Chabon on BE

Thomas Eckhardt thomas.eckhardt at uni-bonn.de
Sat Oct 19 15:47:02 CDT 2013


Thanks, Charles.

Unfortunately I have not yet come around to read a novel by Chabon but I 
am very fond of the movie version of "Wonder Boys". I also very much 
enjoyed his take on Power Pop/Big Star (to be found here: 
http://michaelchabon.com/uncollected/musical/tragic-magic/).

I also found his review of BE perceptive in many ways (his take on 
Pynchon's so-called flat characters, as Monte Davis said, is 
particularly good) Nevetheless, I think this --

'His scorn for all this weak sauce is most sharply evident when it 
dribbles from the lips of an otherwise affectionately rendered old-lefty 
liberal New Yorker who sententiously repeats a baseless canard:

You know where it all comes from, this online paradise of yours? It 
started back during the Cold War, when the think tanks were full of 
geniuses plotting nuclear scenarios. Attaché cases and horn-rims, every 
appearance of scholarly sanity, going in to work every day to imagine 
all the ways the world was going to end. Your Internet, back then the 
Defense Department called it DARPAnet, the real original purpose was to 
assure survival of US command and control after a nuclear exchange with 
the Soviets.'

-- is hopelessly wrong. DARPAnet and Continuity of Government are not 
'baseless canards', and I do not believe the author (or the implied 
author, if you are, as I am, a nitpicking narratologist) views them that 
way.

In fact, I believe that Marge (like Maxine's father later on) 
articulates one of the basic themes of the novel: The continuity of, let 
us say, unlawful actions (e.g. black ops in Central and South America, 
Iran-Contra, MK-Ultra, the in itself as well as for the novel highly 
important Inslaw/PROMIS scandal, which all are at least alluded to in 
BE) of the US government from the cold war until today.

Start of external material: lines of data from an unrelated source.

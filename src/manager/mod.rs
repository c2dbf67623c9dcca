//! # Manager layer: hooks, shared critical section, watchdog and liveness.
//!
//! Contents:
//! - [`Manager`] — application extension point (conversion + lifecycle hooks)
//! - [`Shared`], [`StartOutcome`] — registry, running counter and the single
//!   mutex spanning predicate re-check, counter update and hook dispatch
//! - [`Watchdog`], [`WatchdogConfig`], [`HeartbeatPetition`] — heartbeat
//!   petitions flowing through the ordinary scheduling path
//! - [`Liveness`], [`LivenessGate`], [`SystemdNotifier`], [`ChannelLiveness`]
//!   — "I am alive" reporting to an external supervisor

mod liveness;
mod manager;
mod shared;
mod watchdog;

pub use liveness::{ChannelLiveness, Liveness, LivenessGate, SystemdNotifier};
pub use manager::Manager;
pub use shared::{Shared, StartOutcome};
pub use watchdog::{HeartbeatPetition, Watchdog, WatchdogConfig, HEARTBEAT_ID};
//! Internal petitions that only make sense within the orchestrator.
//!
//! [`SentinelPetition`] is the cooperative-shutdown marker: it carries the
//! lowest possible scheduling urgency ([`Priority::MAX`]) so everything
//! already queued ahead of it is observed first, and the processor drains
//! and exits when it is dequeued.

use async_trait::async_trait;

use crate::error::PetitionError;
use crate::petitions::handle::ActionContext;
use crate::petitions::petition::{
    Counters, Petition, PetitionId, PetitionKind, PetitionRef, Priority, WorkerPid,
};

/// Reserved identifier of the shutdown sentinel.
pub const SENTINEL_ID: &str = "__shutdown__";

/// Shutdown sentinel. Dequeuing it makes the processor drain and exit.
pub struct SentinelPetition {
    id: PetitionId,
}

impl SentinelPetition {
    /// Creates the sentinel as a shared [`PetitionRef`].
    pub fn arc() -> PetitionRef {
        std::sync::Arc::new(Self {
            id: PetitionId::Text(SENTINEL_ID.to_string()),
        })
    }
}

#[async_trait]
impl Petition for SentinelPetition {
    fn id(&self) -> &PetitionId {
        &self.id
    }

    fn priority(&self) -> Priority {
        Priority::MAX
    }

    fn kind(&self) -> PetitionKind {
        PetitionKind::Sentinel
    }

    fn condition(&self, _counters: &Counters) -> bool {
        true
    }

    async fn execute(&self, _ctx: ActionContext) -> Result<(), PetitionError> {
        Ok(())
    }

    fn terminate(&self, _pid: Option<WorkerPid>) -> bool {
        true
    }
}
//! # Wire types exchanged between clients and the service.
//!
//! All frames are JSON payloads inside 4-byte length-delimited frames
//! (see [`server`](crate::transport::Server) / [`Client`](crate::transport::Client)).
//!
//! - [`Message`] — a work submission: an id plus an opaque `extras` map the
//!   application manager validates and interprets.
//! - [`Request`] — what a client sends after authenticating: submit a
//!   message or cancel a live petition by id.
//! - [`OutputFrame`] — what the service streams back per petition: output
//!   lines followed by exactly one final `Done` frame. `Done { code: None }`
//!   and plain connection closure both read as success (code 0).

use serde::{Deserialize, Serialize};
use serde_json::{Map, Value};

use crate::petitions::PetitionId;

/// Client-submitted work request.
///
/// `extras` carries subtype-specific fields (counters, durations, resource
/// names); the application [`Manager`](crate::Manager) validates presence
/// and type during conversion. A message is purely a transport artifact —
/// it is never scheduled directly.
#[derive(Debug, Clone, Serialize, Deserialize, PartialEq)]
pub struct Message {
    /// Petition identifier; must be unique among live petitions.
    pub id: PetitionId,
    /// Opaque key→value payload interpreted by the manager.
    #[serde(default)]
    pub extras: Map<String, Value>,
}

impl Message {
    /// Creates a message with an empty payload.
    pub fn new(id: impl Into<PetitionId>) -> Self {
        Self {
            id: id.into(),
            extras: Map::new(),
        }
    }

    /// Adds one payload entry.
    pub fn with_extra(mut self, key: impl Into<String>, value: impl Into<Value>) -> Self {
        self.extras.insert(key.into(), value.into());
        self
    }
}

/// Authenticated client request.
#[derive(Debug, Clone, Serialize, Deserialize, PartialEq)]
#[serde(tag = "type", rename_all = "snake_case")]
pub enum Request {
    /// Submit a work message for scheduling.
    Submit {
        /// The message to convert and enqueue.
        message: Message,
    },
    /// Cancel a live petition. The service replies with a single
    /// [`OutputFrame::Done`] once the petition reaches its terminal state.
    Cancel {
        /// Identifier of the petition to cancel.
        id: PetitionId,
    },
}

/// One frame of a petition's reply stream.
#[derive(Debug, Clone, Serialize, Deserialize, PartialEq)]
#[serde(tag = "frame", rename_all = "snake_case")]
pub enum OutputFrame {
    /// One line of worker output.
    Line {
        /// The output text, without trailing newline.
        text: String,
    },
    /// Final status. `None` means success; clients map it to exit code 0.
    Done {
        /// Worker exit code, when one was produced.
        code: Option<i32>,
    },
}

#[cfg(test)]
mod tests {
    use super::*;

    #[test]
    fn test_message_json_shape() {
        let m = Message::new("a").with_extra("counter", 3).with_extra("sleep_time", 0);
        let json = serde_json::to_value(&m).unwrap();
        assert_eq!(json["id"], "a");
        assert_eq!(json["extras"]["counter"], 3);

        let back: Message = serde_json::from_value(json).unwrap();
        assert_eq!(back, m);
    }

    #[test]
    fn test_message_without_extras_decodes() {
        let m: Message = serde_json::from_str(r#"{"id": 7}"#).unwrap();
        assert_eq!(m.id, PetitionId::Num(7));
        assert!(m.extras.is_empty());
    }

    #[test]
    fn test_request_tagging() {
        let cancel = Request::Cancel { id: "a".into() };
        let json = serde_json::to_string(&cancel).unwrap();
        assert!(json.contains(r#""type":"cancel"#));
        let back: Request = serde_json::from_str(&json).unwrap();
        assert_eq!(back, cancel);
    }

    #[test]
    fn test_output_frame_roundtrip() {
        for frame in [
            OutputFrame::Line { text: "hi".into() },
            OutputFrame::Done { code: Some(3) },
            OutputFrame::Done { code: None },
        ] {
            let json = serde_json::to_string(&frame).unwrap();
            let back: OutputFrame = serde_json::from_str(&json).unwrap();
            assert_eq!(back, frame);
        }
    }
}
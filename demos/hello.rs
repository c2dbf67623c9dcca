//! # Example: hello
//!
//! Minimal end-to-end walkthrough: an in-process service plus a client
//! submitting one petition and printing its streamed output.
//!
//! Demonstrates how to:
//! - Implement a [`Manager`] that converts messages into [`ProcessPetition`]s.
//! - Serve authenticated submissions over TCP.
//! - Stream worker output back to the client and read the exit code.
//!
//! ## Flow
//! ```text
//! Client ──Message{counter, sleep_time}──► Server
//!    │                                       │ Manager::convert
//!    │                                       ▼
//!    │                              ProcessPetition (sh loop)
//!    │                                       │ admission → worker process
//!    ◄──"Hello World! 0..N" lines, Done(0)──┘
//! ```
//!
//! ## Run
//! ```bash
//! cargo run --example hello --features logging
//! ```

use std::sync::Arc;

use orchid::{
    AuthKey, Client, Config, LogWriter, Manager, Message, Orchestrator, PetitionRef,
    ProcessPetition, Server, Subscribe,
};
use tokio_util::sync::CancellationToken;

struct HelloManager;

impl Manager for HelloManager {
    fn convert(&self, message: &Message) -> Option<PetitionRef> {
        let counter = message.extras.get("counter")?.as_u64()?;
        let sleep_time = message.extras.get("sleep_time")?.as_f64()?;
        let script = format!(
            "i=0; while [ $i -lt {counter} ]; do echo \"Hello World! $i\"; i=$((i+1)); sleep {sleep_time}; done"
        );
        Some(
            ProcessPetition::new(message.id.clone(), 100, "sh", ["-c".to_string(), script])
                .with_process_group()
                .arc(),
        )
    }
}

#[tokio::main]
async fn main() -> Result<(), Box<dyn std::error::Error>> {
    tracing_subscriber::fmt()
        .with_env_filter(
            tracing_subscriber::EnvFilter::try_from_default_env()
                .unwrap_or_else(|_| "orchid=debug".into()),
        )
        .init();

    // 1. Build the orchestrator with a stdout event log
    let subs: Vec<Arc<dyn Subscribe>> = vec![Arc::new(LogWriter)];
    let orchestrator = Orchestrator::builder(Config::default(), HelloManager)
        .with_subscribers(subs)
        .build();

    // 2. Serve on a loopback port with a shared key
    let key = AuthKey::new(b"hello-demo".to_vec());
    let server = Server::bind("127.0.0.1:0", orchestrator.clone(), key.clone()).await?;
    let addr = server.local_addr()?;
    let token = CancellationToken::new();
    tokio::spawn(server.serve(token.clone()));

    // 3. Drive the scheduling loop in the background
    let orch = orchestrator.clone();
    let run = tokio::spawn(async move { orch.run().await });

    // 4. Submit one petition and stream its output
    let client = Client::new(addr.to_string(), key);
    let message = Message::new("hello")
        .with_extra("counter", 3)
        .with_extra("sleep_time", 0.2);
    let stream = client.submit(message).await?;
    let code = stream.drain(|line| println!("> {line}")).await?;
    println!("petition finished with exit code {code}");

    // 5. Shut everything down
    token.cancel();
    orchestrator.shutdown();
    run.await??;
    Ok(())
}
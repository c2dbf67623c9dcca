//! Watchdog behavior: heartbeat round trips through the ordinary
//! scheduling path, liveness notifications and deliberate suppression.

use std::sync::Arc;
use std::time::Duration;

use orchid::{
    ChannelLiveness, Config, Manager, Message, Orchestrator, PetitionHandle, PetitionRef,
    Watchdog, WatchdogConfig,
};
use tokio_util::sync::CancellationToken;

/// User manager that would fail the test if a heartbeat ever reached its
/// hooks.
struct HeartbeatAllergicManager;

impl Manager for HeartbeatAllergicManager {
    fn convert(&self, _message: &Message) -> Option<PetitionRef> {
        None
    }

    fn on_start(&self, petition: &PetitionHandle) -> bool {
        assert_ne!(
            petition.id().to_string(),
            orchid::HEARTBEAT_ID,
            "user hooks must never observe heartbeat petitions"
        );
        true
    }
}

fn test_config() -> Config {
    Config {
        idle_wait_min: Duration::from_millis(10),
        idle_wait_max: Duration::from_millis(40),
        grace: Duration::from_secs(5),
        ..Config::default()
    }
}

#[tokio::test(flavor = "multi_thread", worker_threads = 2)]
async fn test_heartbeats_produce_liveness_notifications() {
    let orchestrator = Orchestrator::builder(test_config(), HeartbeatAllergicManager).build();

    let (sink, mut notifications) = ChannelLiveness::channel();
    let watchdog = Watchdog::new(
        WatchdogConfig {
            interval: Duration::from_millis(50),
            deadline: Duration::from_millis(500),
            max_missed: 3,
        },
        Arc::new(sink),
    );

    let token = CancellationToken::new();
    watchdog.spawn(orchestrator.clone(), token.clone());

    let orch = orchestrator.clone();
    let run = tokio::spawn(async move { orch.run().await });

    // at least two full round trips within a generous window
    for _ in 0..2 {
        tokio::time::timeout(Duration::from_secs(5), notifications.recv())
            .await
            .expect("liveness notification in time")
            .expect("sink open");
    }

    assert!(!orchestrator.liveness_gate().is_suppressed());

    token.cancel();
    orchestrator.shutdown();
    run.await.unwrap().expect("run");
}

#[tokio::test(flavor = "multi_thread", worker_threads = 2)]
async fn test_missed_round_trips_suppress_liveness() {
    // the processor never runs, so heartbeats are enqueued but never
    // executed: every round trip misses its deadline
    let orchestrator = Orchestrator::builder(test_config(), HeartbeatAllergicManager).build();

    let (sink, mut notifications) = ChannelLiveness::channel();
    let watchdog = Watchdog::new(
        WatchdogConfig {
            interval: Duration::from_millis(30),
            deadline: Duration::from_millis(30),
            max_missed: 2,
        },
        Arc::new(sink),
    );

    let token = CancellationToken::new();
    watchdog.spawn(orchestrator.clone(), token.clone());

    tokio::time::timeout(Duration::from_secs(5), async {
        loop {
            if orchestrator.liveness_gate().is_suppressed() {
                break;
            }
            tokio::time::sleep(Duration::from_millis(10)).await;
        }
    })
    .await
    .expect("gate should close after repeated misses");

    assert!(notifications.try_recv().is_err(), "no beat should have been reported");
    token.cancel();
}

#[tokio::test(flavor = "multi_thread", worker_threads = 2)]
async fn test_suppressed_gate_silences_notifications() {
    let orchestrator = Orchestrator::builder(test_config(), HeartbeatAllergicManager).build();

    let (sink, mut notifications) = ChannelLiveness::channel();
    let watchdog = Watchdog::new(
        WatchdogConfig {
            interval: Duration::from_millis(30),
            deadline: Duration::from_millis(500),
            max_missed: 100,
        },
        Arc::new(sink),
    );

    let token = CancellationToken::new();
    watchdog.spawn(orchestrator.clone(), token.clone());

    let orch = orchestrator.clone();
    let run = tokio::spawn(async move { orch.run().await });

    // healthy first, then silenced
    tokio::time::timeout(Duration::from_secs(5), notifications.recv())
        .await
        .expect("first beat in time")
        .expect("sink open");

    orchestrator.liveness_gate().suppress();
    // let any in-flight notification land before draining
    tokio::time::sleep(Duration::from_millis(100)).await;
    while notifications.try_recv().is_ok() {}

    tokio::time::sleep(Duration::from_millis(200)).await;
    assert!(
        notifications.try_recv().is_err(),
        "suppressed gate must not produce notifications"
    );

    token.cancel();
    orchestrator.shutdown();
    run.await.unwrap().expect("run");
}
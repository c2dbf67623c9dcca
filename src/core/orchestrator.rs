//! # Orchestrator: facade over the queue, the shared context and the loop.
//!
//! The [`Orchestrator`] owns the event bus, the subscriber fan-out, the
//! petition queue and the shared critical section. It converts submissions,
//! routes cancellations, injects the shutdown sentinel and drives the
//! processor loop until it drains.
//!
//! ## High-level architecture
//! ```text
//! Inputs:
//!   Server / embedder ──► submit(Message, Reply) ──► Manager::convert
//!                                                        │ Some(petition)
//!                                                        ▼
//!                               register (duplicate ids dropped) ──► queue
//!   Watchdog ──► enqueue(HeartbeatPetition) ──────────────► queue
//!   cancel(id) ─────────────────────────────► cancel intake (processor)
//!   shutdown() ──► sentinel (Priority::MAX) ─► queue
//!
//! run():
//!   ├─► subscriber listener: Bus ──► SubscriberSet::emit (fire-and-forget)
//!   ├─► Processor::run() — the scheduling loop
//!   └─► OS signal watch → shutdown() → sentinel → drain within grace
//! ```
//!
//! ## Example
//! ```no_run
//! use std::sync::Arc;
//! use orchid::{Config, Manager, Message, Orchestrator, PetitionRef, ProcessPetition};
//!
//! struct EchoManager;
//!
//! impl Manager for EchoManager {
//!     fn convert(&self, m: &Message) -> Option<PetitionRef> {
//!         let text = m.extras.get("text")?.as_str()?.to_string();
//!         Some(ProcessPetition::new(m.id.clone(), 100, "echo", [text]).arc())
//!     }
//! }
//!
//! #[tokio::main(flavor = "current_thread")]
//! async fn main() -> Result<(), Box<dyn std::error::Error>> {
//!     let orchestrator = Orchestrator::builder(Config::default(), EchoManager).build();
//!     orchestrator.run().await?;
//!     Ok(())
//! }
//! ```

use std::sync::atomic::{AtomicU64, Ordering};
use std::sync::{Arc, Mutex};

use tokio::sync::mpsc;
use tokio_util::sync::CancellationToken;
use tracing::{debug, warn};

use crate::config::Config;
use crate::core::processor::Processor;
use crate::core::queue::PetitionQueue;
use crate::core::shutdown;
use crate::error::RuntimeError;
use crate::events::{Bus, Event, EventKind};
use crate::manager::{LivenessGate, Manager, Shared};
use crate::petitions::{
    PetitionHandle, PetitionId, PetitionRef, PetitionState, Reply, SentinelPetition,
};
use crate::subscribers::{Subscribe, SubscriberSet};
use crate::transport::Message;

/// Coordinates petition intake, scheduling and graceful shutdown.
pub struct Orchestrator {
    cfg: Config,
    bus: Bus,
    shared: Arc<Shared>,
    queue: Arc<PetitionQueue>,
    subs: Arc<SubscriberSet>,
    gate: Arc<LivenessGate>,
    cancel_tx: mpsc::UnboundedSender<PetitionId>,
    cancel_rx: Mutex<Option<mpsc::UnboundedReceiver<PetitionId>>>,
    token: CancellationToken,
    arrivals: AtomicU64,
}

impl Orchestrator {
    /// Starts building an orchestrator around the given manager.
    pub fn builder(cfg: Config, manager: impl Manager) -> OrchestratorBuilder {
        OrchestratorBuilder {
            cfg,
            manager: Arc::new(manager),
            subscribers: Vec::new(),
        }
    }

    /// Returns the event bus.
    pub fn bus(&self) -> &Bus {
        &self.bus
    }

    /// Returns the shared context (registry + counters).
    pub fn shared(&self) -> &Arc<Shared> {
        &self.shared
    }

    /// Returns the liveness gate consulted by the watchdog.
    pub fn liveness_gate(&self) -> Arc<LivenessGate> {
        self.gate.clone()
    }

    /// Number of petitions currently running a worker.
    pub fn running(&self) -> usize {
        self.shared.running()
    }

    /// Whether a petition with this id is currently live.
    pub fn is_live(&self, id: &PetitionId) -> bool {
        self.shared.is_live(id)
    }

    /// Converts and schedules a wire message.
    ///
    /// Returns the live handle, or `None` when the message was dropped —
    /// either malformed (conversion refused it) or its id collides with a
    /// live petition. Dropping is silent by design: no error frame goes
    /// back, the client only observes the absence of output.
    pub fn submit(&self, message: Message, reply: Reply) -> Option<PetitionHandle> {
        self.bus.publish(
            Event::now(EventKind::MessageReceived).with_petition(message.id.to_string()),
        );

        if self.shared.is_live(&message.id) {
            warn!(id = %message.id, "message with live id received; dropping");
            self.bus.publish(
                Event::now(EventKind::MessageDropped)
                    .with_petition(message.id.to_string())
                    .with_reason("duplicate"),
            );
            return None;
        }

        let Some(petition) = self.shared.manager().convert(&message) else {
            debug!(id = %message.id, "message failed conversion; dropping");
            self.bus.publish(
                Event::now(EventKind::MessageDropped)
                    .with_petition(message.id.to_string())
                    .with_reason("invalid"),
            );
            return None;
        };

        self.enqueue(petition, reply)
    }

    /// Registers and enqueues an already-built petition.
    ///
    /// Used by `submit` and by internal producers (watchdog heartbeats).
    pub fn enqueue(&self, petition: PetitionRef, reply: Reply) -> Option<PetitionHandle> {
        let seq = self.arrivals.fetch_add(1, Ordering::Relaxed);
        let handle = PetitionHandle::new(petition, seq, reply);

        if handle.set_state(PetitionState::Enqueued).is_err() {
            return None;
        }
        if !self.shared.register(&handle) {
            debug!(id = %handle.id(), "petition id already live; dropping");
            self.bus.publish(
                Event::now(EventKind::MessageDropped)
                    .with_petition(handle.id().to_string())
                    .with_reason("duplicate"),
            );
            return None;
        }

        self.queue.push(handle.clone());
        self.bus.publish(
            Event::now(EventKind::PetitionEnqueued).with_petition(handle.id().to_string()),
        );
        Some(handle)
    }

    /// Requests cancellation of a live petition.
    ///
    /// Delivery is asynchronous; the petition's stream is closed once it
    /// reaches `Finished`.
    pub fn cancel(&self, id: PetitionId) {
        let _ = self.cancel_tx.send(id);
    }

    /// Injects the shutdown sentinel: the processor drains and exits.
    pub fn shutdown(&self) {
        self.bus.publish(Event::now(EventKind::ShutdownRequested));
        let seq = self.arrivals.fetch_add(1, Ordering::Relaxed);
        let handle = PetitionHandle::new(SentinelPetition::arc(), seq, Reply::null());
        if handle.set_state(PetitionState::Enqueued).is_ok() {
            self.queue.push(handle);
        }
    }

    /// Runs the processor loop until it drains (sentinel or OS signal).
    ///
    /// Returns [`RuntimeError::AlreadyRunning`] when invoked twice, and
    /// [`RuntimeError::GraceExceeded`] when live petitions outlasted the
    /// configured grace after shutdown.
    pub async fn run(self: &Arc<Self>) -> Result<(), RuntimeError> {
        let cancel_rx = self
            .cancel_rx
            .lock()
            .unwrap_or_else(|e| e.into_inner())
            .take()
            .ok_or(RuntimeError::AlreadyRunning)?;

        self.subscriber_listener();

        let processor = Processor::new(
            self.cfg.clone(),
            self.shared.clone(),
            self.queue.clone(),
            self.bus.clone(),
            self.gate.clone(),
            cancel_rx,
            self.token.child_token(),
        );

        let mut loop_task = tokio::spawn(processor.run());
        let result = tokio::select! {
            joined = &mut loop_task => return flatten_join(joined),
            signal = shutdown::wait_for_shutdown_signal() => {
                if let Err(err) = signal {
                    warn!(%err, "signal listener failed; shutting down");
                }
                self.shutdown();
                flatten_join(loop_task.await)
            }
        };
        result
    }

    /// Subscribes to the bus and forwards events to the subscriber set
    /// (fire-and-forget).
    fn subscriber_listener(&self) {
        let mut rx = self.bus.subscribe();
        let set = Arc::clone(&self.subs);
        let token = self.token.clone();
        tokio::spawn(async move {
            loop {
                tokio::select! {
                    _ = token.cancelled() => break,
                    msg = rx.recv() => match msg {
                        Ok(ev) => set.emit_arc(Arc::new(ev)),
                        Err(tokio::sync::broadcast::error::RecvError::Closed) => break,
                        Err(tokio::sync::broadcast::error::RecvError::Lagged(_)) => continue,
                    }
                }
            }
        });
    }
}

fn flatten_join(
    joined: Result<Result<(), RuntimeError>, tokio::task::JoinError>,
) -> Result<(), RuntimeError> {
    match joined {
        Ok(res) => res,
        Err(err) => {
            warn!(%err, "processor task aborted");
            Ok(())
        }
    }
}

/// Builder for constructing an [`Orchestrator`].
pub struct OrchestratorBuilder {
    cfg: Config,
    manager: Arc<dyn Manager>,
    subscribers: Vec<Arc<dyn Subscribe>>,
}

impl OrchestratorBuilder {
    /// Sets event subscribers for observability.
    ///
    /// Subscribers receive runtime events (petition lifecycle, watchdog,
    /// faults) through dedicated workers with bounded queues.
    pub fn with_subscribers(mut self, subscribers: Vec<Arc<dyn Subscribe>>) -> Self {
        self.subscribers = subscribers;
        self
    }

    /// Builds the orchestrator. Must be called inside a tokio runtime (the
    /// subscriber workers spawn immediately).
    pub fn build(self) -> Arc<Orchestrator> {
        let bus = Bus::new(self.cfg.bus_capacity_clamped());
        let subs = Arc::new(SubscriberSet::new(self.subscribers, bus.clone()));
        let shared = Shared::new(self.manager, bus.clone());
        let (cancel_tx, cancel_rx) = mpsc::unbounded_channel();

        Arc::new(Orchestrator {
            cfg: self.cfg,
            bus,
            shared,
            queue: Arc::new(PetitionQueue::new()),
            subs,
            gate: Arc::new(LivenessGate::new()),
            cancel_tx,
            cancel_rx: Mutex::new(Some(cancel_rx)),
            token: CancellationToken::new(),
            arrivals: AtomicU64::new(0),
        })
    }
}
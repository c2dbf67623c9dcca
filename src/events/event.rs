//! # Runtime events emitted by the orchestrator, processor and watchdog.
//!
//! The [`EventKind`] enum classifies event types across four categories:
//! - **Intake events**: message reception and conversion outcome
//! - **Lifecycle events**: petition scheduling flow (enqueued, starting,
//!   started, finished, cancelled, broken)
//! - **Scheduling events**: admission misses and starvation
//! - **Service events**: watchdog beats, processor faults, shutdown
//!
//! The [`Event`] struct carries additional metadata such as timestamps,
//! petition ids, reasons and worker pids.
//!
//! ## Ordering guarantees
//! Each event has a globally unique sequence number (`seq`) that increases
//! monotonically. Use `seq` to restore the exact order when events are
//! delivered out of order.
//!
//! ## Example
//! ```rust
//! use orchid::events::{Event, EventKind};
//!
//! let ev = Event::now(EventKind::PetitionBroken)
//!     .with_petition("deploy-42")
//!     .with_reason("boom");
//!
//! assert_eq!(ev.kind, EventKind::PetitionBroken);
//! assert_eq!(ev.petition.as_deref(), Some("deploy-42"));
//! assert_eq!(ev.reason.as_deref(), Some("boom"));
//! ```

use std::sync::atomic::{AtomicU64, Ordering as AtomicOrdering};
use std::sync::Arc;
use std::time::SystemTime;

/// Global sequence counter for event ordering.
static EVENT_SEQ: AtomicU64 = AtomicU64::new(0);

/// Classification of runtime events.
#[derive(Debug, Clone, Copy, PartialEq, Eq)]
pub enum EventKind {
    // === Subscriber events ===
    /// Subscriber panicked during event processing.
    ///
    /// Sets: `petition` (subscriber name), `reason` (panic info).
    SubscriberPanicked,

    /// Subscriber dropped an event (queue full or worker closed).
    ///
    /// Sets: `petition` (subscriber name), `reason` ("full" / "closed").
    SubscriberOverflow,

    // === Intake events ===
    /// A wire message was received and handed to the conversion hook.
    ///
    /// Sets: `petition` (message id).
    MessageReceived,

    /// A wire message was dropped without scheduling anything.
    ///
    /// Sets: `petition` (message id), `reason` ("invalid" / "duplicate").
    MessageDropped,

    // === Petition lifecycle events ===
    /// Petition entered the priority queue.
    ///
    /// Sets: `petition`.
    PetitionEnqueued,

    /// Petition passed admission and its start sequence begins.
    ///
    /// Sets: `petition`.
    PetitionStarting,

    /// Petition's worker process reported its pid.
    ///
    /// Sets: `petition`, `pid`.
    PetitionStarted,

    /// Petition reached its terminal state and left the registry.
    ///
    /// Sets: `petition`.
    PetitionFinished,

    /// A cancellation request was received for a petition.
    ///
    /// Sets: `petition`.
    CancelRequested,

    /// Petition moved to the cancelled state.
    ///
    /// Sets: `petition`.
    PetitionCancelled,

    /// Petition failed to start or its action errored.
    ///
    /// Sets: `petition`, `reason`.
    PetitionBroken,

    // === Scheduling events ===
    /// Admission predicate did not hold; petition returned to the queue.
    ///
    /// Sets: `petition`.
    ConditionUnmet,

    /// Petition was re-queued past the starvation threshold; look-ahead
    /// collapses to 1 until it starts.
    ///
    /// Sets: `petition`.
    PetitionStarving,

    // === Service events ===
    /// Watchdog heartbeat completed its round trip within the deadline.
    WatchdogBeat,

    /// Watchdog heartbeat missed its deadline.
    ///
    /// Sets: `reason` (consecutive miss count).
    WatchdogMissed,

    /// Processor loop iteration failed; the loop continues.
    ///
    /// Sets: `reason`.
    ProcessorError,

    /// Shutdown requested (sentinel enqueued or OS signal observed).
    ShutdownRequested,

    /// Processor loop drained and exited.
    ProcessorStopped,

    /// Shutdown grace period exceeded; some petitions were still live.
    GraceExceeded,
}

/// Runtime event with optional metadata.
///
/// - `seq`: monotonic global sequence for ordering
/// - `at`: wall-clock timestamp (for logs)
/// - other optional fields are set depending on the [`EventKind`]
#[derive(Clone, Debug)]
pub struct Event {
    /// Globally unique, monotonically increasing sequence number.
    pub seq: u64,
    /// Wall-clock timestamp.
    pub at: SystemTime,
    /// Event classification.
    pub kind: EventKind,
    /// Petition id (or subscriber name for subscriber events).
    pub petition: Option<Arc<str>>,
    /// Human-readable reason (errors, drop causes, miss counts).
    pub reason: Option<Arc<str>>,
    /// Worker process id, if applicable.
    pub pid: Option<i32>,
}

impl Event {
    /// Creates a new event of the given kind with the current timestamp and
    /// the next global sequence number.
    pub fn now(kind: EventKind) -> Self {
        Self {
            seq: EVENT_SEQ.fetch_add(1, AtomicOrdering::Relaxed),
            at: SystemTime::now(),
            kind,
            petition: None,
            reason: None,
            pid: None,
        }
    }

    /// Attaches a petition id (or subscriber name).
    #[inline]
    pub fn with_petition(mut self, petition: impl Into<Arc<str>>) -> Self {
        self.petition = Some(petition.into());
        self
    }

    /// Attaches a human-readable reason.
    #[inline]
    pub fn with_reason(mut self, reason: impl Into<Arc<str>>) -> Self {
        self.reason = Some(reason.into());
        self
    }

    /// Attaches a worker process id.
    #[inline]
    pub fn with_pid(mut self, pid: i32) -> Self {
        self.pid = Some(pid);
        self
    }

    /// Creates a subscriber overflow event.
    #[inline]
    pub fn subscriber_overflow(subscriber: &'static str, reason: &'static str) -> Self {
        Event::now(EventKind::SubscriberOverflow)
            .with_petition(subscriber)
            .with_reason(reason)
    }

    /// Creates a subscriber panic event.
    #[inline]
    pub fn subscriber_panicked(subscriber: &'static str, info: String) -> Self {
        Event::now(EventKind::SubscriberPanicked)
            .with_petition(subscriber)
            .with_reason(info)
    }

    #[inline]
    pub fn is_subscriber_overflow(&self) -> bool {
        matches!(self.kind, EventKind::SubscriberOverflow)
    }
}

Referring to Chabon's Marge quote above: In the deep political 
background here, as in "Vineland", the spectre of "Continuity of 
Government" raises its ugly head. Peter Dale Scott has something to say 
about this with regard to September 11: 
http://www.japanfocus.org/-Peter_Dale-Scott/3362

At the very least this provides some context for Marge's "weak sauce." 
And Chabon did not -- could not, I assume -- provide any passage where 
the narrator is making fun of crazy old Marge.